Hybrid‑Modelle verbessern epidemiologische Prognosen um bis zu 35 %
Eine neue Studie aus dem arXiv‑Repository zeigt, dass die Kombination von mechanistischen Kompartimentmodellen mit neuronalen Netzwerken das Potenzial hat, die Genauigkeit von Infektionsprognosen deutlich zu steigern. Durch die Einbindung der biologisch fundierten Struktur mechanistischer Modelle bleiben die Vorhersagen epidemiologisch plausibel, während neuronale Komponenten flexibel auf nichtstationäre, datenabhängige Effekte reagieren können.
In der Praxis stoßen viele scheinbar einfache Kopplungen jedoch an ihre Grenzen. Teilweise Beobachtbarkeit, sich ständig verändernde Übertragungsdynamiken, die durch Verhalten, Immunitätsverlust, Jahreszeiten und Interventionen beeinflusst werden, führen dazu, dass klassische Hybridansätze versagen. Die Autoren identifizieren diese Fehlermodi und zeigen, dass ein expliziter Umgang mit Nicht‑Stationarität entscheidend ist.
Ihr Ansatz besteht darin, die beobachteten Infektionsreihen in Trend, Saisonalität und Residuen zu zerlegen und diese Komponenten als interpretierbare Steuerungssignale für eine kontrollierte neuronale ODE zu nutzen. Diese ODE wird gleichzeitig mit einem epidemiologischen Modell gekoppelt, sodass latente Dynamiken in Echtzeit angepasst und gleichzeitig zeitlich variierende Übertragungs‑, Genesungs‑ und Immunitätsverlustraten geschätzt werden.

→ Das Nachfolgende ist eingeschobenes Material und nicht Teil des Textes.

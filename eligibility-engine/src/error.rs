use error_common::codes::{authentication, availability, integration, internal, policy, validation};
use error_common::{Categorized, ErrorCategory};
use reqwest::StatusCode;
use thiserror::Error;

#[derive(Error, Debug)]
pub enum EligibilityError {
    #[error("Unsupported insurance provider: {0}")]
    UnsupportedProvider(String),

    #[error("Provider not found in directory: {0}")]
    ProviderNotFound(String),

    #[error("Authentication failed: {0}")]
    AuthenticationFailure(String),

    #[error("Patient not found")]
    PatientNotFound,

    #[error("No active coverage found")]
    NoActiveCoverage,

    #[error("Malformed provider response: {0}")]
    MalformedResponse(String),

    #[error("EDI structural validation failed: {}", .0.join("; "))]
    StructuralParseFailure(Vec<String>),

    #[error("Transport unavailable: {0}")]
    TransportUnavailable(String),

    #[error("Provider rejected request with HTTP {status}")]
    ProviderRejected { status: u16 },

    #[error("Eligibility service unavailable: {0}")]
    ServiceUnavailable(String),

    #[error("Configuration error: {0}")]
    Configuration(String),

    #[error("Signing error: {0}")]
    Signing(#[from] crypto::CryptoError),

    #[error("Serialization error: {0}")]
    Serialization(#[from] serde_json::Error),
}

impl EligibilityError {
    /// Map a non-success HTTP status to the failure it represents.
    ///
    /// 401 is classified as an authentication failure here; callers that
    /// can re-acquire credentials handle it before reaching this point.
    pub fn from_status(status: StatusCode) -> Self {
        match status.as_u16() {
            401 => Self::AuthenticationFailure(format!("provider returned HTTP {status}")),
            404 | 408 | 429 | 502 | 503 | 504 => {
                Self::TransportUnavailable(format!("provider returned HTTP {status}"))
            }
            code if status.is_server_error() => {
                Self::TransportUnavailable(format!("provider returned HTTP {code}"))
            }
            code => Self::ProviderRejected { status: code },
        }
    }

    /// Policy outcomes are authoritative answers about the patient, not
    /// failures of the channel, so they never trigger a fallback.
    pub fn is_policy_outcome(&self) -> bool {
        matches!(self, Self::PatientNotFound | Self::NoActiveCoverage)
    }

    /// Whether the orchestrator may move on to the next channel.
    pub fn is_transient(&self) -> bool {
        self.category().is_retryable()
    }
}

impl Categorized for EligibilityError {
    fn category(&self) -> ErrorCategory {
        match self {
            Self::UnsupportedProvider(_) | Self::ProviderNotFound(_) => ErrorCategory::Validation,
            Self::AuthenticationFailure(_) => ErrorCategory::Authentication,
            Self::PatientNotFound | Self::NoActiveCoverage => ErrorCategory::Policy,
            Self::MalformedResponse(_)
            | Self::StructuralParseFailure(_)
            | Self::ProviderRejected { .. } => ErrorCategory::Integration,
            Self::TransportUnavailable(_) | Self::ServiceUnavailable(_) => {
                ErrorCategory::Availability
            }
            Self::Configuration(_) | Self::Signing(_) | Self::Serialization(_) => {
                ErrorCategory::Internal
            }
        }
    }

    fn code(&self) -> &'static str {
        match self {
            Self::UnsupportedProvider(_) => validation::UNSUPPORTED_PROVIDER,
            Self::ProviderNotFound(_) => validation::PROVIDER_NOT_FOUND,
            Self::AuthenticationFailure(_) => authentication::AUTHENTICATION_FAILURE,
            Self::PatientNotFound => policy::PATIENT_NOT_FOUND,
            Self::NoActiveCoverage => policy::NO_ACTIVE_COVERAGE,
            Self::MalformedResponse(_) => integration::MALFORMED_RESPONSE,
            Self::StructuralParseFailure(_) => integration::STRUCTURAL_PARSE_FAILURE,
            Self::ProviderRejected { .. } => integration::PROVIDER_REJECTED,
            Self::TransportUnavailable(_) => availability::TRANSPORT_UNAVAILABLE,
            Self::ServiceUnavailable(_) => availability::SERVICE_UNAVAILABLE,
            Self::Configuration(_) => internal::CONFIGURATION,
            Self::Signing(_) => internal::SIGNING,
            Self::Serialization(_) => internal::SERIALIZATION,
        }
    }
}

impl From<reqwest::Error> for EligibilityError {
    fn from(err: reqwest::Error) -> Self {
        // Search URLs carry demographics in the query string.
        let err = err.without_url();
        if let Some(status) = err.status() {
            return Self::from_status(status);
        }
        if err.is_decode() {
            return Self::MalformedResponse(err.to_string());
        }
        if err.is_builder() {
            return Self::Configuration(err.to_string());
        }
        Self::TransportUnavailable(err.to_string())
    }
}

impl From<config::ConfigError> for EligibilityError {
    fn from(err: config::ConfigError) -> Self {
        Self::Configuration(err.to_string())
    }
}

impl From<serde_yaml::Error> for EligibilityError {
    fn from(err: serde_yaml::Error) -> Self {
        Self::Configuration(err.to_string())
    }
}

pub type EngineResult<T> = Result<T, EligibilityError>;
impl EligibilityEngine {
    pub fn builder(settings: EngineSettings) -> EngineBuilder {
        EngineBuilder {
            settings,
            directory: None,
            credentials: None,
            signer: None,
            costs: None,
            edi_transport: None,
            adapters: Vec::new(),
        }
    }

    pub fn settings(&self) -> &EngineSettings {
        &self.settings
    }

    pub fn directory(&self) -> &ProviderDirectory {
        &self.directory
    }

    pub fn cache(&self) -> &ResultCache {
        &self.cache
    }

    pub fn broker(&self) -> &CredentialBroker {
        &self.broker
    }

    /// Start the periodic cache sweep. Calling it again is a no-op.
    pub fn start_maintenance(&self) {
        let mut sweeper = self.sweeper.lock();
        if sweeper.is_none() {
            *sweeper = Some(self.cache.spawn_sweeper(self.settings.cache_sweep_interval()));
            debug!("Started cache sweeper");
        }
    }

    /// Stop background work and drop every cached token and result.
    pub fn shutdown(&self) {
        if let Some(handle) = self.sweeper.lock().take() {
            handle.abort();
        }
        self.broker.clear();
        self.cache.clear();
        info!("Eligibility engine shut down");
    }

    /// Verify a batch concurrently. Outcomes are returned in query order.
    pub async fn verify_batch(&self, queries: &[EligibilityQuery]) -> Vec<VerificationOutcome> {
        join_all(queries.iter().map(|query| self.verify(query))).await
    }

    /// Run one verification through the fallback chain.
    ///
    /// Never returns an error: every attempt ends in an auditable outcome.
    #[instrument(
        skip_all,
        fields(
            payer_id = %query.payer_id,
            procedure_code = %query.procedure_code,
            member = %hash_identifier(&query.member_id),
            verification_id = tracing::field::Empty,
        )
    )]
    pub async fn verify(&self, query: &EligibilityQuery) -> VerificationOutcome {
        let verification_id = Uuid::new_v4();
        Span::current().record("verification_id", tracing::field::display(verification_id));
        let mut run = Run {
            query,
            verification_id,
            fingerprint: Fingerprint::of(query),
            provider: None,
            attempts: Vec::new(),
            hops: 0,
            last_error: None,
            redactor: PiiRedactor::for_values([
                query.member_id.as_str(),
                query.patient.first_name.as_str(),
                query.patient.last_name.as_str(),
            ]),
        };

        let mut stage = VerificationStage::CacheCheck;
        let outcome = loop {
            let transition = match stage {
                VerificationStage::CacheCheck => self.check_cache(&mut run),
                VerificationStage::PrimaryAttempt => self.primary_attempt(&mut run).await,
                VerificationStage::SecondaryAttempt => self.secondary_attempt(&mut run).await,
                VerificationStage::Degraded => self.degrade(&mut run),
                VerificationStage::Done | VerificationStage::Failed => Transition::Finish(self.failed(
                    &mut run,
                    EligibilityError::ServiceUnavailable("verification ended without an outcome".into()),
                )),
            };
            match transition {
                Transition::Next(next) => {
                    debug!(from = ?stage, to = ?next, "Stage transition");
                    stage = next;
                }
                Transition::Finish(outcome) => break outcome,
            }
        };

        self.audit(query, &outcome);
        outcome
    }

    fn check_cache<'a>(&'a self, run: &mut Run<'a>) -> Transition {
        if let Some(hit) = self.cache.get(&run.fingerprint) {
            debug!("Cache hit");
            return Transition::Finish(self.cached(run, hit));
        }
        match self.directory.lookup(&run.query.payer_id) {
            Ok(provider) => {
                run.provider = Some(provider);
                Transition::Next(VerificationStage::PrimaryAttempt)
            }
            Err(err) => Transition::Finish(self.failed(run, err)),
        }
    }

    async fn primary_attempt<'a>(&'a self, run: &mut Run<'a>) -> Transition {
        let Some(provider) = run.provider else {
            let err = EligibilityError::ProviderNotFound(run.query.payer_id.clone());
            return Transition::Finish(self.failed(run, err));
        };
        let protocol = provider.preferred_protocol();
        let result = self
            .attempt(VerificationStage::PrimaryAttempt, provider, protocol, run)
            .await;
        self.after_attempt(run, result, VerificationStage::SecondaryAttempt)
    }

    async fn secondary_attempt<'a>(&'a self, run: &mut Run<'a>) -> Transition {
        let Some((target, protocol)) = run.provider.and_then(|p| self.secondary_target(p)) else {
            debug!("No secondary channel available");
            return Transition::Next(VerificationStage::Degraded);
        };
        let result = self
            .attempt(VerificationStage::SecondaryAttempt, target, protocol, run)
            .await;
        self.after_attempt(run, result, VerificationStage::Degraded)
    }

    fn after_attempt(
        &self,
        run: &mut Run<'_>,
        result: EngineResult<EligibilityResult>,
        on_unavailable: VerificationStage,
    ) -> Transition {
        match result {
            Ok(eligibility) => Transition::Finish(self.completed(run, eligibility)),
            Err(err) if err.is_policy_outcome() => Transition::Finish(self.not_eligible(run, err)),
            Err(err) if err.is_transient() => {
                warn!(error = %run.redactor.redact(&err.to_string()), "Channel unavailable, falling back");
                run.last_error = Some(err);
                Transition::Next(on_unavailable)
            }
            Err(err) => Transition::Finish(self.failed(run, err)),
        }
    }

    fn degrade(&self, run: &mut Run<'_>) -> Transition {
        run.hops += 1;
        let reason = run
            .last_error
            .take()
            .map(|e| e.to_string())
            .unwrap_or_else(|| "no provider channel reachable".to_string());
        let err = EligibilityError::ServiceUnavailable(reason);
        warn!(error = %run.redactor.redact(&err.to_string()), "Returning degraded estimate");

        let today = Utc::now().date_naive();
        let estimate = normalizer::estimated_defaults(&run.query.procedure_code, today);
        let cost = self.procedure_cost(&estimate, &run.query.procedure_code);
        let coverage = calculator::estimate(&estimate, &run.query.procedure_code, cost);

        let mut outcome = self.outcome(run, VerificationStatus::Degraded, VerificationStage::Done);
        outcome.degraded = true;
        outcome.coverage = Some(coverage);
        outcome.reason = Some(reason_of(&err, &run.redactor));
        Transition::Finish(self.signed_or_failed(run, outcome))
    }

    /// Alternate protocol on the same provider, else the configured clearinghouse.
    fn secondary_target<'a>(&'a self, provider: &'a ProviderProfile) -> Option<(&'a ProviderProfile, ProtocolVariant)> {
        if let Some(protocol) = provider.secondary_protocol() {
            return Some((provider, protocol));
        }
        let clearinghouse_id = self.settings.clearinghouse.as_deref()?;
        if clearinghouse_id == provider.id {
            return None;
        }
        match self.directory.lookup(clearinghouse_id) {
            Ok(clearinghouse) => Some((clearinghouse, clearinghouse.preferred_protocol())),
            Err(err) => {
                error!(%err, "Configured clearinghouse missing from directory");
                None
            }
        }
    }

    async fn attempt(
        &self,
        stage: VerificationStage,
        provider: &ProviderProfile,
        protocol: ProtocolVariant,
        run: &mut Run<'_>,
    ) -> EngineResult<EligibilityResult> {
        run.hops += 1;
        let started = Instant::now();
        let result = self.call_adapter(provider, protocol, run.query).await;
        let elapsed_ms = u64::try_from(started.elapsed().as_millis()).unwrap_or(u64::MAX);

        let (outcome, failure_code) = match &result {
            Ok(_) => (AttemptOutcome::Succeeded, None),
            Err(err) if err.is_policy_outcome() => (AttemptOutcome::NotEligible, Some(err.code().to_string())),
            Err(err) => (AttemptOutcome::Failed, Some(err.code().to_string())),
        };
        debug!(provider_id = %provider.id, %protocol, ?outcome, elapsed_ms, "Attempt finished");
        run.attempts.push(AttemptRecord {
            stage,
            provider_id: provider.id.clone(),
            protocol,
            outcome,
            failure_code,
            elapsed_ms,
        });
        result
    }

    async fn call_adapter(
        &self,
        provider: &ProviderProfile,
        protocol: ProtocolVariant,
        query: &EligibilityQuery,
    ) -> EngineResult<EligibilityResult> {
        let adapter = self.adapters.get(protocol)?;
        let timeout = self.settings.call_timeout();
        let raw = tokio::time::timeout(timeout, adapter.query_eligibility(provider, query))
            .await
            .map_err(|_| {
                EligibilityError::TransportUnavailable(format!(
                    "{} via {protocol} timed out after {}s",
                    provider.id,
                    timeout.as_secs()
                ))
            })??;
        normalizer::normalize(&raw, &query.procedure_code, Utc::now().date_naive())
    }

    fn procedure_cost(&self, eligibility: &EligibilityResult, procedure_code: &str) -> f64 {
        eligibility
            .benefit_for(procedure_code)
            .map(|b| b.allowed_amount)
            .filter(|amount| *amount > 0.0)
            .unwrap_or_else(|| self.costs.cost_of(procedure_code))
    }

    fn completed(&self, run: &mut Run<'_>, eligibility: EligibilityResult) -> VerificationOutcome {
        let procedure_code = &run.query.procedure_code;
        let cost = self.procedure_cost(&eligibility, procedure_code);
        let coverage = calculator::estimate(&eligibility, procedure_code, cost);

        let mut outcome = self.outcome(run, VerificationStatus::Completed, VerificationStage::Done);
        outcome.eligibility = Some(eligibility);
        outcome.coverage = Some(coverage);
        let outcome = self.signed_or_failed(run, outcome);

        if let (VerificationStatus::Completed, Some(eligibility), Some(coverage)) =
            (outcome.status, &outcome.eligibility, &outcome.coverage)
        {
            self.cache.set(
                run.fingerprint.clone(),
                CachedVerification {
                    eligibility: eligibility.clone(),
                    coverage: coverage.clone(),
                    verified_at: outcome.verified_at,
                },
            );
        }
        outcome
    }

    fn cached(&self, run: &mut Run<'_>, hit: CachedVerification) -> VerificationOutcome {
        let mut outcome = self.outcome(run, VerificationStatus::Completed, VerificationStage::Done);
        outcome.from_cache = true;
        outcome.eligibility = Some(hit.eligibility);
        outcome.coverage = Some(hit.coverage);
        self.signed_or_failed(run, outcome)
    }

    fn not_eligible(&self, run: &mut Run<'_>, err: EligibilityError) -> VerificationOutcome {
        info!(code = err.code(), "Patient not eligible");
        let cost = self.costs.cost_of(&run.query.procedure_code);
        let mut outcome = self.outcome(run, VerificationStatus::NotEligible, VerificationStage::Done);
        outcome.coverage = Some(calculator::full_cost(cost));
        outcome.reason = Some(reason_of(&err, &run.redactor));
        self.signed_or_failed(run, outcome)
    }

    fn failed(&self, run: &mut Run<'_>, err: EligibilityError) -> VerificationOutcome {
        error!(code = err.code(), error = %run.redactor.redact(&err.to_string()), "Verification failed");
        let mut outcome = self.outcome(run, VerificationStatus::Failed, VerificationStage::Failed);
        outcome.reason = Some(reason_of(&err, &run.redactor));
        outcome
    }

    fn outcome(&self, run: &mut Run<'_>, status: VerificationStatus, final_stage: VerificationStage) -> VerificationOutcome {
        VerificationOutcome {
            verification_id: run.verification_id,
            status,
            final_stage,
            degraded: false,
            from_cache: false,
            payer_id: run.query.payer_id.clone(),
            procedure_code: run.query.procedure_code.clone(),
            eligibility: None,
            coverage: None,
            reason: None,
            attempts: std::mem::take(&mut run.attempts),
            hops: run.hops,
            signature: None,
            verified_at: Utc::now(),
        }
    }

    /// Attach a signature, or turn the outcome into a failure if signing fails.
    fn signed_or_failed(&self, run: &mut Run<'_>, mut outcome: VerificationOutcome) -> VerificationOutcome {
        match self.sign(&outcome) {
            Ok(signature) => {
                outcome.signature = Some(signature);
                outcome
            }
            Err(err) => {
                run.attempts = std::mem::take(&mut outcome.attempts);
                self.failed(run, err)
            }
        }
    }

    fn sign(&self, outcome: &VerificationOutcome) -> EngineResult<String> {
        SignedPayload {
            verification_id: outcome.verification_id,
            timestamp: outcome.verified_at,
            payer_id: &outcome.payer_id,
            procedure_code: &outcome.procedure_code,
            status: outcome.status,
            degraded: outcome.degraded,
            reason_code: outcome.failure_code(),
            eligibility: outcome.eligibility.as_ref(),
            coverage: outcome.coverage.as_ref(),
            nonce: self.signer.nonce()?,
        }
        .sign(self.signer.as_ref())
    }

    fn audit(&self, query: &EligibilityQuery, outcome: &VerificationOutcome) {
        AuditEvent {
            verification_id: outcome.verification_id.to_string(),
            payer_id: query.payer_id.clone(),
            subject_hash: hash_identifier(&format!("{}:{}", query.payer_id, query.member_id)),
            status: outcome.status.as_str().to_string(),
            degraded: outcome.degraded,
            from_cache: outcome.from_cache,
            hops: outcome.hops,
            failure_code: outcome.failure_code().map(str::to_string),
            timestamp: outcome.verified_at,
        }
        .record();
    }
}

Die Ergebnisse sind beeindruckend: Im Vergleich zu starken Zeitreihen‑, neuronalen ODE‑ und Hybrid‑Baselines reduziert die Methode die RMSE über lange Zeiträume um 15 % bis 35 %. Zudem verbessert sie die Vorhersage der Spitzenzeit um 1 bis 3 Wochen und senkt die Bias‑Fehler bei der Spitzenhöhe um bis zu 30 %, ohne zusätzliche Kovariaten zu benötigen. Diese Fortschritte markieren einen wichtigen Schritt hin zu verlässlicheren epidemiologischen Prognosen in dynamischen Umgebungen.